D.L. should have phased both himself and Nikki. Maybe he was just trying to save her, didn't have time to think?
I just had a thought as to why Nikki can't use the strength powers unless her sister takes over. Their father killed her, not Jessica, and nobody ever knew it, but Nikki jumped into Jessica, and can't jump out because she would die? She needs her own body to jump back into before she can take over any others. Jessica's power is the strength/durability schtick, so they only come out when Jessica is ascendant.
Also, I got the impression, too, that Hiro's dad was immortal.


----------



## Victim (May 17, 2007)

papastebu said:
			
		

> D.L. should have phased both himself and Nikki. Maybe he was just trying to save her, didn't have time to think?
> I just had a thought as to why Nikki can't use the strength powers unless her sister takes over. Their father killed her, not Jessica, and nobody ever knew it, but Nikki jumped into Jessica, and can't jump out because she would die? She needs her own body to jump back into before she can take over any others. Jessica's power is the strength/durability schtick, so they only come out when Jessica is ascendant.
> Also, I got the impression, too, that Hiro's dad was immortal.

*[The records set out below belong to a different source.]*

// crates/roast-core/src/suite.rs
// ============================================================================
// Module: Suites
// Description: Test classes grouping cases that share one fixture.
// Purpose: Provide an object-safe view of heterogeneous classes to the runner.
// Dependencies: crate::lifecycle
// ============================================================================

//! ## Overview
//! [`TestClass`] is the typed form: a name, a fixture type, and an ordered
//! list of cases. [`Suite`] erases the fixture type so a catalog of classes
//! with different fixtures can be held in one `Vec<Box<dyn Suite<C>>>` as
//! long as they share the configuration type `C`.

use std::fmt;

use crate::case::CaseInfo;
use crate::case::TestCase;
use crate::fixture::Fixture;
use crate::lifecycle::run_class;
use crate::observer::RunObserver;
use crate::plan::ClassPlan;
use crate::report::ClassReport;

// ============================================================================
// SECTION: Suite Trait
// ============================================================================

/// Object-safe interface to a test class.
pub trait Suite<C> {
    /// Class name, unique within a catalog.
    fn name(&self) -> &str;

    /// Case metadata in declaration order.
    fn cases(&self) -> Vec<CaseInfo>;

    /// Returns a reason when the class cannot run against `config`.
    fn applicability(&self, config: &C) -> Option<String>;

    /// Executes the planned cases and reports the results.
    fn execute(&self, config: &C, plan: &ClassPlan, observer: &mut dyn RunObserver) -> ClassReport;
}

// ============================================================================
// SECTION: Test Class
// ============================================================================

/// Applicability predicate returning a skip message.
type Applicability<C> = Box<dyn Fn(&C) -> Option<String>>;

/// A named group of cases sharing fixture `F`.
pub struct TestClass<F: Fixture> {
    /// Class name.
    name: String,
    /// Cases in declaration order.
    cases: Vec<TestCase<F>>,
    /// Environment check run before setup.
    applicability: Option<Applicability<F::Config>>,
}

impl<F: Fixture> TestClass<F> {
    /// Creates an empty class.
    #[must_use]
    pub fn new(name: impl Into<String>) -> Self {
        Self {
            name: name.into(),
            cases: Vec::new(),
            applicability: None,
        }
    }

    /// Appends a case.
    #[must_use]
    pub fn case(mut self, case: TestCase<F>) -> Self {
        self.cases.push(case);
        self
    }

    /// Marks every case unsupported when `check` returns a message.
    #[must_use]
    pub fn unsupported_when<P>(mut self, check: P) -> Self
    where
        P: Fn(&F::Config) -> Option<String> + 'static,
    {
        self.applicability = Some(Box::new(check));
        self
    }
}

impl<F: Fixture> fmt::Debug for TestClass<F> {
    fn fmt(&self, f: &mut fmt::Formatter<'_>) -> fmt::Result {
        f.debug_struct("TestClass")
            .field("name", &self.name)
            .field("cases", &self.cases)
            .finish_non_exhaustive()
    }
}

impl<F: Fixture> Suite<F::Config> for TestClass<F> {
    fn name(&self) -> &str {
        &self.name
    }

    fn cases(&self) -> Vec<CaseInfo> {
        self.cases.iter().map(|case| case.info(&self.name)).collect()
    }

    fn applicability(&self, config: &F::Config) -> Option<String> {
        self.applicability.as_ref().and_then(|check| check(config))
    }

    fn execute(
        &self,
        config: &F::Config,
        plan: &ClassPlan,
        observer: &mut dyn RunObserver,
    ) -> ClassReport {
        run_class(&self.name, &self.cases, config, plan, observer)
    }
}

Niki snaps the prison guard's stick when he's taking her away from DL on his visit (I can't remember if Micah was there).  She seems to have the super strength, but doesn't really know about it.


----------



## DonTadow (May 17, 2007)

papastebu said:
			
		

> Conjecture, obviously, but my take on the whole thing is that whatever power might be there is there, and that the person's personality and/or life events cause a given power or set of powers to cement into them.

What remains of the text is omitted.